**TASK TO COMPLETE:**
Copy every record exactly. Nothing may be skipped.

+++ WORKING DATA +++

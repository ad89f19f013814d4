use dotkeep::config::ConfigBuilder;
use dotkeep::filesystem::{FilesystemPort, RealFilesystem};
use dotkeep::manifest::Manifest;
use dotkeep::safety::ProtectedPaths;
use dotkeep::services::{AdoptService, UnmanageService};
use tempfile::TempDir;

#[test]
fn adopt_directory_then_unmanage_restores_original_tree() {
    let package_root = TempDir::new().unwrap();
    let target_root = TempDir::new().unwrap();
    let fs = RealFilesystem::new();

    let ssh_dir = target_root.path().join(".ssh");
    std::fs::create_dir_all(&ssh_dir).unwrap();
    std::fs::write(ssh_dir.join("config"), b"cfg").unwrap();
    std::fs::write(ssh_dir.join("known_hosts"), b"hosts").unwrap();
    std::fs::write(ssh_dir.join(".hidden"), b"h").unwrap();

    let config = ConfigBuilder::new(package_root.path(), target_root.path())
        .build()
        .unwrap();
    let guard = ProtectedPaths::new(package_root.path().join("cfg"), package_root.path().join("data"));

    let report = AdoptService::new(&fs, &config, &guard)
        .adopt("dot-ssh", &ssh_dir)
        .unwrap();
    assert!(report.is_clean(), "{:?}", report);

    let pkg_dir = package_root.path().join("dot-ssh");
    assert_eq!(std::fs::read(pkg_dir.join("config")).unwrap(), b"cfg");
    assert_eq!(std::fs::read(pkg_dir.join("known_hosts")).unwrap(), b"hosts");
    assert_eq!(std::fs::read(pkg_dir.join("dot-hidden")).unwrap(), b"h");
    assert!(!pkg_dir.join("dot-ssh").exists());

    assert!(fs.is_symlink(&ssh_dir));

    let result = UnmanageService::new(&fs, &config)
        .unmanage(&["dot-ssh".to_string()])
        .unwrap();
    assert!(result.success(), "{:?}", result);

    assert!(!fs.is_symlink(&ssh_dir));
    assert!(ssh_dir.is_dir());
    assert_eq!(std::fs::read(ssh_dir.join("config")).unwrap(), b"cfg");
    assert_eq!(std::fs::read(ssh_dir.join("known_hosts")).unwrap(), b"hosts");
    assert_eq!(std::fs::read(ssh_dir.join(".hidden")).unwrap(), b"h");

    // The package side is still populated — Unmanage copies, never moves.
    assert_eq!(std::fs::read(pkg_dir.join("config")).unwrap(), b"cfg");

    let manifest = Manifest::load(&config.manifest_dir).unwrap();
    assert!(manifest.get_package("dot-ssh").is_none());
}
/// Scans the target directory for symlinks the manifest doesn't know
/// about, and buckets them by confidence via the Triage table.
pub struct OrphanedLinksCheck;

impl OrphanedLinksCheck {
    fn known_links(manifest: &Manifest, target_dir: &Path) -> HashSet<PathBuf> {
        manifest
            .packages
            .values()
            .flat_map(|info| info.links.iter())
            .map(|rel| target_dir.join(rel))
            .collect()
    }

    fn walk(fs: &dyn FilesystemPort, dir: &Path, skip: &Path, out: &mut Vec<PathBuf>) {
        let Ok(entries) = fs.read_dir(dir) else {
            return;
        };
        for entry in entries {
            let path = dir.join(&entry.name);
            if path == *skip {
                continue;
            }
            if fs.is_symlink(&path) {
                out.push(path);
            } else if fs.is_dir(&path) {
                Self::walk(fs, &path, skip, out);
            }
        }
    }
}

impl Check for OrphanedLinksCheck {
    fn name(&self) -> &'static str {
        "orphaned-links"
    }

    fn description(&self) -> &'static str {
        "finds symlinks in the target directory the manifest doesn't own"
    }

    fn run(&self, ctx: &DoctorContext) -> CheckResult {
        let mut result = CheckResult::default();
        let known = Self::known_links(ctx.manifest, ctx.target_dir);
        let categories = triage_categories();

        let mut found = Vec::new();
        Self::walk(ctx.fs, ctx.target_dir, ctx.backup_dir, &mut found);

        let mut broken = 0usize;
        let mut live = 0usize;

        for path in found {
            if known.contains(&path) {
                continue;
            }
            let basename = path.file_name().and_then(|n| n.to_str()).unwrap_or_default();
            let category = categories
                .iter()
                .find(|c| c.matches(basename))
                .map(|c| c.name)
                .unwrap_or("unknown");

            match ctx.fs.read_link(&path) {
                Ok(raw) => {
                    let link_dir = path.parent().unwrap_or(ctx.target_dir);
                    let resolved = resolve_relative(link_dir, &raw);
                    if ctx.fs.exists(&resolved) {
                        live += 1;
                        // A live orphan is still unmanaged drift, regardless of
                        // how confidently Triage can categorize it — only a
                        // broken link (unusable either way) is an Error.
                        result.issues.push(Issue {
                            severity: Severity::Warning,
                            message: format!("unmanaged link (category: {category})"),
                            path: Some(path),
                        });
                    } else {
                        broken += 1;
                        result.issues.push(Issue {
                            severity: Severity::Error,
                            message: format!(
                                "broken orphan link (category: {category}) pointing at missing {}",
                                resolved.display()
                            ),
                            path: Some(path),
                        });
                    }
                }
                Err(_) => {}
            }
        }

        result.stats.insert("broken".to_string(), broken);
        result.stats.insert("live".to_string(), live);
        result.finish()
    }
}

+++

**RESULT OF THE TASK:**
repository ad89f19f013814d4
use dotkeep::config::ConfigBuilder;
use dotkeep::filesystem::{FilesystemPort, RealFilesystem};
use dotkeep::manifest::Manifest;
use dotkeep::safety::ProtectedPaths;
use dotkeep::services::{AdoptService, UnmanageService};
use tempfile::TempDir;

#[test]
fn adopt_directory_then_unmanage_restores_original_tree() {
    let package_root = TempDir::new().unwrap();
    let target_root = TempDir::new().unwrap();
    let fs = RealFilesystem::new();

    let ssh_dir = target_root.path().join(".ssh");
    std::fs::create_dir_all(&ssh_dir).unwrap();
    std::fs::write(ssh_dir.join("config"), b"cfg").unwrap();
    std::fs::write(ssh_dir.join("known_hosts"), b"hosts").unwrap();
    std::fs::write(ssh_dir.join(".hidden"), b"h").unwrap();

    let config = ConfigBuilder::new(package_root.path(), target_root.path())
        .build()
        .unwrap();
    let guard = ProtectedPaths::new(package_root.path().join("cfg"), package_root.path().join("data"));

    let report = AdoptService::new(&fs, &config, &guard)
        .adopt("dot-ssh", &ssh_dir)
        .unwrap();
    assert!(report.is_clean(), "{:?}", report);

    let pkg_dir = package_root.path().join("dot-ssh");
    assert_eq!(std::fs::read(pkg_dir.join("config")).unwrap(), b"cfg");
    assert_eq!(std::fs::read(pkg_dir.join("known_hosts")).unwrap(), b"hosts");
    assert_eq!(std::fs::read(pkg_dir.join("dot-hidden")).unwrap(), b"h");
    assert!(!pkg_dir.join("dot-ssh").exists());

    assert!(fs.is_symlink(&ssh_dir));

    let result = UnmanageService::new(&fs, &config)
        .unmanage(&["dot-ssh".to_string()])
        .unwrap();
    assert!(result.success(), "{:?}", result);

    assert!(!fs.is_symlink(&ssh_dir));
    assert!(ssh_dir.is_dir());
    assert_eq!(std::fs::read(ssh_dir.join("config")).unwrap(), b"cfg");
    assert_eq!(std::fs::read(ssh_dir.join("known_hosts")).unwrap(), b"hosts");
    assert_eq!(std::fs::read(ssh_dir.join(".hidden")).unwrap(), b"h");

    // The package side is still populated — Unmanage copies, never moves.
    assert_eq!(std::fs::read(pkg_dir.join("config")).unwrap(), b"cfg");

    let manifest = Manifest::load(&config.manifest_dir).unwrap();
    assert!(manifest.get_package("dot-ssh").is_none());
}
/// Scans the target directory for symlinks the manifest doesn't know
/// about, and buckets them by confidence via the Triage table.
pub struct OrphanedLinksCheck;

impl OrphanedLinksCheck {
    fn known_links(manifest: &Manifest, target_dir: &Path) -> HashSet<PathBuf> {
        manifest
            .packages
            .values()
            .flat_map(|info| info.links.iter())
            .map(|rel| target_dir.join(rel))
            .collect()
    }

    fn walk(fs: &dyn FilesystemPort, dir: &Path, skip: &Path, out: &mut Vec<PathBuf>) {
        let Ok(entries) = fs.read_dir(dir) else {
            return;
        };
        for entry in entries {
            let path = dir.join(&entry.name);
            if path == *skip {
                continue;
            }
            if fs.is_symlink(&path) {
                out.push(path);
            } else if fs.is_dir(&path) {
                Self::walk(fs, &path, skip, out);
            }
        }
    }
}

impl Check for OrphanedLinksCheck {
    fn name(&self) -> &'static str {
        "orphaned-links"
    }

    fn description(&self) -> &'static str {
        "finds symlinks in the target directory the manifest doesn't own"
    }

    fn run(&self, ctx: &DoctorContext) -> CheckResult {
        let mut result = CheckResult::default();
        let known = Self::known_links(ctx.manifest, ctx.target_dir);
        let categories = triage_categories();

        let mut found = Vec::new();
        Self::walk(ctx.fs, ctx.target_dir, ctx.backup_dir, &mut found);

        let mut broken = 0usize;
        let mut live = 0usize;

        for path in found {
            if known.contains(&path) {
                continue;
            }
            let basename = path.file_name().and_then(|n| n.to_str()).unwrap_or_default();
            let category = categories
                .iter()
                .find(|c| c.matches(basename))
                .map(|c| c.name)
                .unwrap_or("unknown");

            match ctx.fs.read_link(&path) {
                Ok(raw) => {
                    let link_dir = path.parent().unwrap_or(ctx.target_dir);
                    let resolved = resolve_relative(link_dir, &raw);
                    if ctx.fs.exists(&resolved) {
                        live += 1;
                        // A live orphan is still unmanaged drift, regardless of
                        // how confidently Triage can categorize it — only a
                        // broken link (unusable either way) is an Error.
                        result.issues.push(Issue {
                            severity: Severity::Warning,
                            message: format!("unmanaged link (category: {category})"),
                            path: Some(path),
                        });
                    } else {
                        broken += 1;
                        result.issues.push(Issue {
                            severity: Severity::Error,
                            message: format!(
                                "broken orphan link (category: {category}) pointing at missing {}",
                                resolved.display()
                            ),
                            path: Some(path),
                        });
                    }
                }
                Err(_) => {}
            }
        }

        result.stats.insert("broken".to_string(), broken);
        result.stats.insert("live".to_string(), live);
        result.finish()
    }
}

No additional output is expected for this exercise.